Research & Papers

[D] Tested model routing on financial AI datasets — good savings and curious what benchmarks others use.

New benchmark reveals intelligent routing can cut LLM costs by 60% on financial tasks without sacrificing quality.

Deep Dive

A new benchmark study reveals that intelligent model routing can deliver substantial cost savings for financial AI applications without compromising quality. The research tested two routing strategies on four financial datasets from HuggingFace's AdaptLLM/finance-tasks collection: FiQA-SA for sentiment analysis, Financial Headlines for classification, FPB for formal news sentiment, and ConvFinQA for multi-turn Q&A on 10-K filings. The baseline used Claude Opus for all tasks, while test strategies routed simple prompts to cheaper models like Claude Haiku and medium prompts to either Claude Sonnet or open-source alternatives like Qwen 3.5 27B and Gemma 3 27B.

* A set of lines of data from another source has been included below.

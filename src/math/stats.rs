//! Robust statistics and small array utilities.
//!
//! Conventions:
//! - `std_dev`/`variance` are population estimators (divide by `n`).
//! - `mad_std` scales the median absolute deviation to a Gaussian σ.
//! - functions return `NaN` for empty inputs instead of erroring.

/// Scale factor converting a MAD into a normal standard deviation (1 / Φ⁻¹(3/4)).
pub const MAD_TO_SIGMA: f64 = 1.482_602_218_505_602;

pub fn mean(x: &[f64]) -> f64 {
    if x.is_empty() {
        return f64::NAN;
    }
    x.iter().sum::<f64>() / x.len() as f64
}

pub fn variance(x: &[f64]) -> f64 {
    if x.is_empty() {
        return f64::NAN;
    }
    let m = mean(x);
    x.iter().map(|v| (v - m) * (v - m)).sum::<f64>() / x.len() as f64
}

pub fn std_dev(x: &[f64]) -> f64 {
    variance(x).sqrt()
}

/// Median of all values (NaNs sort last and therefore bias the result; use
/// [`nanmedian`] when NaNs are expected).
pub fn median(x: &[f64]) -> f64 {
    if x.is_empty() {
        return f64::NAN;
    }
    let mut v = x.to_vec();
    v.sort_by(f64::total_cmp);
    let n = v.len();
    if n % 2 == 1 {
        v[n / 2]
    } else {
        0.5 * (v[n / 2 - 1] + v[n / 2])
    }
}

/// Median ignoring NaNs.
pub fn nanmedian(x: &[f64]) -> f64 {
    let finite: Vec<f64> = x.iter().copied().filter(|v| !v.is_nan()).collect();
    median(&finite)
}

/// Median absolute deviation about the median, scaled to a Gaussian σ.
pub fn mad_std(x: &[f64]) -> f64 {
    let med = median(x);
    let dev: Vec<f64> = x.iter().map(|v| (v - med).abs()).collect();
    MAD_TO_SIGMA * median(&dev)
}

/// Edge handling for [`median_filter`].
#[derive(Debug, Clone, Copy, PartialEq, Eq)]
pub enum Boundary {
    /// Pad with zeros (`scipy.signal.medfilt`).
    Zero,
    /// Reflect about the edge sample without repeating it (`d c b | a b c d | c b a`).
    Mirror,
}

fn padded_value(x: &[f64], idx: isize, boundary: Boundary) -> f64 {
    let n = x.len() as isize;
    if (0..n).contains(&idx) {
        return x[idx as usize];
    }
    match boundary {
        Boundary::Zero => 0.0,
        Boundary::Mirror => {
            if n == 1 {
                return x[0];
            }
            let period = 2 * (n - 1);
            let mut m = idx.rem_euclid(period);
            if m >= n {
                m = period - m;
            }
            x[m as usize]
        }
    }
}

/// Running median with an odd window `size`.
pub fn median_filter(x: &[f64], size: usize, boundary: Boundary) -> Vec<f64> {
    let size = if size % 2 == 0 { size + 1 } else { size.max(1) };
    let half = (size / 2) as isize;
    let mut window = Vec::with_capacity(size);
    (0..x.len() as isize)
        .map(|i| {
            window.clear();
            window.extend((i - half..=i + half).map(|j| padded_value(x, j, boundary)));
            median(&window)
        })
        .collect()
}

/// Centered moving average; edges are mirror-padded so the output keeps the
/// input length and is not pulled toward zero.
pub fn boxcar_smooth(x: &[f64], winsize: usize) -> Vec<f64> {
    if x.is_empty() || winsize <= 1 {
        return x.to_vec();
    }
    let half = (winsize / 2) as isize;
    let lo = -half;
    let hi = winsize as isize - half - 1;
    (0..x.len() as isize)
        .map(|i| {
            let s: f64 = (i + lo..=i + hi)
                .map(|j| padded_value(x, j, Boundary::Mirror))
                .sum();
            s / winsize as f64
        })
        .collect()
}

/// `start, start + step, ...` while `< stop`.
pub fn arange(start: f64, stop: f64, step: f64) -> Vec<f64> {
    if !(step > 0.0) || !(stop > start) {
        return Vec::new();
    }
    let n = ((stop - start) / step).ceil() as usize;
    (0..n).map(|i| start + i as f64 * step).collect()
}

/// `n` evenly spaced samples over `[start, stop]`.
pub fn linspace(start: f64, stop: f64, n: usize) -> Vec<f64> {
    match n {
        0 => Vec::new(),
        1 => vec![start],
        _ => {
            let step = (stop - start) / (n - 1) as f64;
            (0..n).map(|i| start + i as f64 * step).collect()
        }
    }
}

/// Piecewise-linear interpolation on increasing `xp`, clamped to the end values.
pub fn interp(x: f64, xp: &[f64], fp: &[f64]) -> f64 {
    if xp.is_empty() {
        return f64::NAN;
    }
    if x <= xp[0] {
        return fp[0];
    }
    let last = xp.len() - 1;
    if x >= xp[last] {
        return fp[last];
    }
    let hi = xp.partition_point(|&v| v <= x);
    let lo = hi - 1;
    let w = (x - xp[lo]) / (xp[hi] - xp[lo]);
    fp[lo] + w * (fp[hi] - fp[lo])
}

/// Index of the largest value, skipping NaNs.
pub fn argmax(x: &[f64]) -> Option<usize> {
    x.iter()
        .enumerate()
        .filter(|(_, v)| !v.is_nan())
        .max_by(|a, b| a.1.total_cmp(b.1))
        .map(|(i, _)| i)
}

/// Index of the smallest value, skipping NaNs.
pub fn argmin(x: &[f64]) -> Option<usize> {
    x.iter()
        .enumerate()
        .filter(|(_, v)| !v.is_nan())
        .min_by(|a, b| a.1.total_cmp(b.1))
        .map(|(i, _)| i)
}

#[cfg(test)]
mod tests {
    use super::*;

    #[test]
    fn median_handles_even_and_odd() {
        assert_eq!(median(&[3.0, 1.0, 2.0]), 2.0);
        assert_eq!(median(&[4.0, 1.0, 2.0, 3.0]), 2.5);
        assert!(median(&[]).is_nan());
        assert_eq!(nanmedian(&[f64::NAN, 1.0, 5.0, 3.0]), 3.0);
    }

    #[test]
    fn mad_std_matches_gaussian_scale() {
        // |x - 0| = [2,1,0,1,2] -> MAD = 1
        let x = [-2.0, -1.0, 0.0, 1.0, 2.0];
        assert!((mad_std(&x) - MAD_TO_SIGMA).abs() < 1e-12);
        let shifted: Vec<f64> = x.iter().map(|v| v + 100.0).collect();
        assert!((mad_std(&shifted) - mad_std(&x)).abs() < 1e-12);
    }

    #[test]
    fn median_filter_boundaries() {
        let x = [5.0, 1.0, 1.0, 1.0, 5.0];
        // zero padding pulls the edges down
        assert_eq!(median_filter(&x, 3, Boundary::Zero), vec![1.0, 1.0, 1.0, 1.0, 1.0]);
        // mirror: [1,5,1] at both edges
        assert_eq!(median_filter(&x, 3, Boundary::Mirror), vec![1.0, 1.0, 1.0, 1.0, 1.0]);

        let ramp = [1.0, 2.0, 3.0, 4.0, 5.0];
        assert_eq!(median_filter(&ramp, 5, Boundary::Mirror), vec![2.0, 2.0, 3.0, 4.0, 4.0]);
        assert_eq!(median_filter(&ramp, 3, Boundary::Zero), vec![1.0, 2.0, 3.0, 4.0, 4.0]);
    }

    #[test]
    fn boxcar_preserves_constants_and_lines() {
        let c = vec![2.0; 10];
        assert_eq!(boxcar_smooth(&c, 5), c);
        let line: Vec<f64> = (0..10).map(|i| i as f64).collect();
        let sm = boxcar_smooth(&line, 5);
        for i in 2..8 {
            assert!((sm[i] - line[i]).abs() < 1e-12);
        }
    }

    #[test]
    fn interp_clamps_and_interpolates() {
        let xp = [0.0, 1.0, 2.0];
        let fp = [0.0, 10.0, 0.0];
        assert_eq!(interp(-1.0, &xp, &fp), 0.0);
        assert!((interp(0.5, &xp, &fp) - 5.0).abs() < 1e-12);
        assert!((interp(1.5, &xp, &fp) - 5.0).abs() < 1e-12);
        assert_eq!(interp(3.0, &xp, &fp), 0.0);
    }

    #[test]
    fn arange_excludes_stop() {
        let a = arange(0.0, 1.0, 0.25);
        assert_eq!(a.len(), 4);
        assert!((a[3] - 0.75).abs() < 1e-12);
        assert!(arange(1.0, 0.0, 0.1).is_empty());
    }
}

The results showed dramatic savings across all tasks, with the intra-provider strategy (routing within Anthropic's models) achieving 58-78% reductions on three datasets and the flexible strategy (including open-source models) reaching up to 89% savings. Most notably, ConvFinQA—a complex multi-turn Q&A dataset—still showed 58% savings because the routing system correctly identified that many questions within lengthy 10-K documents were simple lookups rather than complex reasoning tasks. For example, "What was operating cash flow in 2014?" could be handled by Haiku, while "What is the implied effective tax rate adjustment across three years?" required Opus's advanced reasoning capabilities.

The study highlights the importance of task-specific routing decisions in enterprise AI deployments, particularly for financial applications where both accuracy and cost efficiency matter. While the research focused on financial verticals and noted limitations with long-form tasks like ECTSum transcripts, it demonstrates that intelligent routing systems can significantly optimize AI spending. The findings suggest that companies using multiple LLMs could implement similar routing strategies to reduce costs while maintaining performance, especially for applications with mixed-complexity tasks.

Key Points
  • Intelligent routing achieved ~60% average cost savings across four financial AI datasets
  • ConvFinQA multi-turn Q&A showed 58% savings despite complexity, as many questions were simple lookups
  • Flexible routing with open-source models (Qwen 3.5 27B) achieved up to 89% savings on sentiment tasks

Why It Matters

Enterprise AI teams can dramatically reduce costs while maintaining quality by implementing smart model routing based on task complexity.